Mixture model clustering of K_S distribution

This function inherits from wgd v1 that bgmm and gmm are available for mixture modeling upon any K_S distribution. The command to achieve it is as below.

(ENV) $ wgd mix ks.tsv

This part of analysis is mainly relying on the mixture module of scikit-learn library. Almost all the parameters of this function will have an impact on the results. Please see the description below for the detailed information.

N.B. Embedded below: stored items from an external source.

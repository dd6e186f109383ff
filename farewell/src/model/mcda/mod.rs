mod criteria;
mod mcda_error;

pub use criteria::{CriteriaWeights, CriterionDirection, CriterionValues, WEIGHT_SUM_TOLERANCE};
pub use mcda_error::McdaError;

use super::welfare::{WelfareObjective, WelfareResults};
use farewell_core::model::{IncomeGroup, SurveyDataset, TransportMode};
use itertools::Itertools;
use serde::{Deserialize, Serialize};

#[derive(Serialize, Deserialize, Debug, Clone, PartialEq)]
pub struct ModeCriteria {
    pub mode: TransportMode,
    pub values: CriterionValues,
}

#[derive(Serialize, Deserialize, Debug, Clone, PartialEq)]
pub struct ModeScore {
    pub mode: TransportMode,
    pub raw: CriterionValues,
    pub normalized: CriterionValues,
    pub composite: f64,
    /// 1 is best
    pub rank: usize,
}

#[derive(Serialize, Deserialize, Debug, Clone, PartialEq)]
pub struct McdaResults {
    pub weights: CriteriaWeights,
    /// ordered by rank
    pub scores: Vec<ModeScore>,
}

/// raw criterion values per mode, in mode order
pub fn mode_criteria(
    dataset: &SurveyDataset,
    modes: &[TransportMode],
    welfare: &WelfareResults,
) -> Result<Vec<ModeCriteria>, McdaError> {
    let by_mode = dataset.by_mode();
    modes
        .iter()
        .map(|mode| {
            let records = by_mode.get(mode).map(|r| r.as_slice()).unwrap_or(&[]);
            let social_welfare = welfare
                .get(*mode, WelfareObjective::SocialWelfare)
                .map(|o| o.market.social_welfare)
                .ok_or_else(|| McdaError::MissingWelfare(mode.to_string()))?;
            let market = welfare
                .markets
                .iter()
                .find(|m| m.mode == *mode)
                .ok_or_else(|| McdaError::MissingWelfare(mode.to_string()))?;
            let n = records.len();
            let low_income = records
                .iter()
                .filter(|r| r.income_group == IncomeGroup::Low)
                .count();
            Ok(ModeCriteria {
                mode: *mode,
                values: CriterionValues {
                    social_welfare,
                    accessibility: n as f64,
                    environmental_impact: market.emission_factor,
                    cost_effectiveness: market.base_price,
                    equity: if n > 0 { low_income as f64 / n as f64 } else { 0.0 },
                },
            })
        })
        .collect()
}

/// min-max normalizes each criterion across modes, benefit criteria as
/// `(x - min) / (max - min)` and cost criteria as `(max - x) / (max - min)`,
/// then ranks modes by the weighted sum. a criterion on which every mode is
/// equal scores 1 for all of them. ties keep the input order.
pub fn score_modes(
    criteria: &[ModeCriteria],
    weights: &CriteriaWeights,
) -> Result<McdaResults, McdaError> {
    weights.validate()?;
    if criteria.is_empty() {
        return Err(McdaError::NoAlternatives);
    }
    for c in criteria.iter() {
        let values = c.values.to_array();
        if let Some(idx) = values.iter().position(|v| !v.is_finite()) {
            return Err(McdaError::NonFiniteCriterion {
                mode: c.mode.to_string(),
                criterion: CriterionValues::NAMES[idx].to_string(),
            });
        }
    }

    let w = weights.to_array();
    let mut normalized = vec![[0.0; 5]; criteria.len()];
    for k in 0..5 {
        let column = criteria.iter().map(|c| c.values.to_array()[k]).collect_vec();
        let min = column.iter().copied().fold(f64::INFINITY, f64::min);
        let max = column.iter().copied().fold(f64::NEG_INFINITY, f64::max);
        let spread = max - min;
        for (i, x) in column.iter().enumerate() {
            normalized[i][k] = if spread <= 0.0 {
                1.0
            } else {
                match CriterionValues::DIRECTIONS[k] {
                    CriterionDirection::Benefit => (x - min) / spread,
                    CriterionDirection::Cost => (max - x) / spread,
                }
            };
        }
    }

    let mut scores = criteria
        .iter()
        .zip(normalized)
        .map(|(c, n)| {
            let composite = n
                .iter()
                .zip(w.iter())
                .map(|(score, weight)| score * weight)
                .sum::<f64>()
                .clamp(0.0, 1.0);
            ModeScore {
                mode: c.mode,
                raw: c.values,
                normalized: CriterionValues::from_array(n),
                composite,
                rank: 0,
            }
        })
        .collect_vec();
    scores.sort_by(|a, b| b.composite.total_cmp(&a.composite));
    for (i, s) in scores.iter_mut().enumerate() {
        s.rank = i + 1;
    }
    if let Some(top) = scores.first() {
        log::info!("mcda: {} ranks first with {:.3}", top.mode, top.composite);
    }
    Ok(McdaResults {
        weights: *weights,
        scores,
    })
}

#[cfg(test)]
mod tests {
    use super::*;

    fn criteria(mode: TransportMode, v: [f64; 5]) -> ModeCriteria {
        ModeCriteria {
            mode,
            values: CriterionValues::from_array(v),
        }
    }

    #[test]
    fn test_scores_and_ranks() {
        let input = vec![
            criteria(TransportMode::Bus, [100.0, 200.0, 0.08, 40.0, 0.5]),
            criteria(TransportMode::Mrt, [300.0, 100.0, 0.05, 120.0, 0.1]),
            criteria(TransportMode::Leguna, [50.0, 150.0, 0.12, 30.0, 0.6]),
        ];
        let result = score_modes(&input, &CriteriaWeights::default()).expect("scores");
        assert_eq!(result.scores.len(), 3);
        for s in result.scores.iter() {
            assert!((0.0..=1.0).contains(&s.composite));
        }
        let ranks = result.scores.iter().map(|s| s.rank).collect_vec();
        assert_eq!(ranks, vec![1, 2, 3]);
        assert!(result
            .scores
            .windows(2)
            .all(|w| w[0].composite >= w[1].composite));
        let mrt = result
            .scores
            .iter()
            .find(|s| s.mode == TransportMode::Mrt)
            .expect("mrt scored");
        // best welfare and lowest emissions, worst on the other three
        assert_eq!(mrt.normalized.social_welfare, 1.0);
        assert_eq!(mrt.normalized.environmental_impact, 1.0);
        assert_eq!(mrt.normalized.cost_effectiveness, 0.0);
        assert!((mrt.composite - 0.55).abs() < 1e-12);
    }

    #[test]
    fn test_no_spread_and_ties() {
        let input = vec![
            criteria(TransportMode::Leguna, [10.0, 10.0, 0.1, 20.0, 0.3]),
            criteria(TransportMode::Bus, [10.0, 10.0, 0.1, 20.0, 0.3]),
        ];
        let result = score_modes(&input, &CriteriaWeights::default()).expect("scores");
        assert!(result.scores.iter().all(|s| s.composite == 1.0));
        assert_eq!(result.scores[0].mode, TransportMode::Leguna);
        assert_eq!(result.scores[1].rank, 2);
    }

    #[test]
    fn test_errors() {
        let input = vec![criteria(TransportMode::Bus, [f64::NAN, 1.0, 0.1, 20.0, 0.3])];
        assert!(matches!(
            score_modes(&input, &CriteriaWeights::default()),
            Err(McdaError::NonFiniteCriterion { .. })
        ));
        assert!(matches!(
            score_modes(&[], &CriteriaWeights::default()),
            Err(McdaError::NoAlternatives)
        ));
        let bad = CriteriaWeights::from_array([0.5, 0.5, 0.5, 0.0, 0.0]);
        assert!(matches!(
            score_modes(&input, &bad),
            Err(McdaError::InvalidWeights(_))
        ));
    }
}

cli.mix(ks_distribution, filters, ks_range, method, components, bins, output_dir, gamma, n_init, max_iter)

Mixture modeling of K_S distribution

Parameters:

ks_distribution (path) – Argument of K_S distribution file.
filters (int) – The cutoff alignment length, default “300”.
ks_range ((float,float)) – The K_S range to be considered, default (0, 5)
method (choice ['gmm', 'bgmm']) – which mixture model to use, default “gmm”.
components ((int,int)) – The range of the number of components to fit, default (1,4)
bins (int) – The number of bins in K_S distribution, default “50”.
outdir (str) – Path of desired output directory, default “wgd_mix”.
gamma (float) – The gamma parameter for bgmm models, default “0.001”.
n_init (int) – The number of k-means initializations, default “200”.
max_iter (int) – The maximum number of iterations, dafault “1000”.

Synteny inference

Synteny is frequently called nowadays in profiling the evolution of psedochromosomes. The program wgd syn does all the inference work about synteny. The simplest command is as below.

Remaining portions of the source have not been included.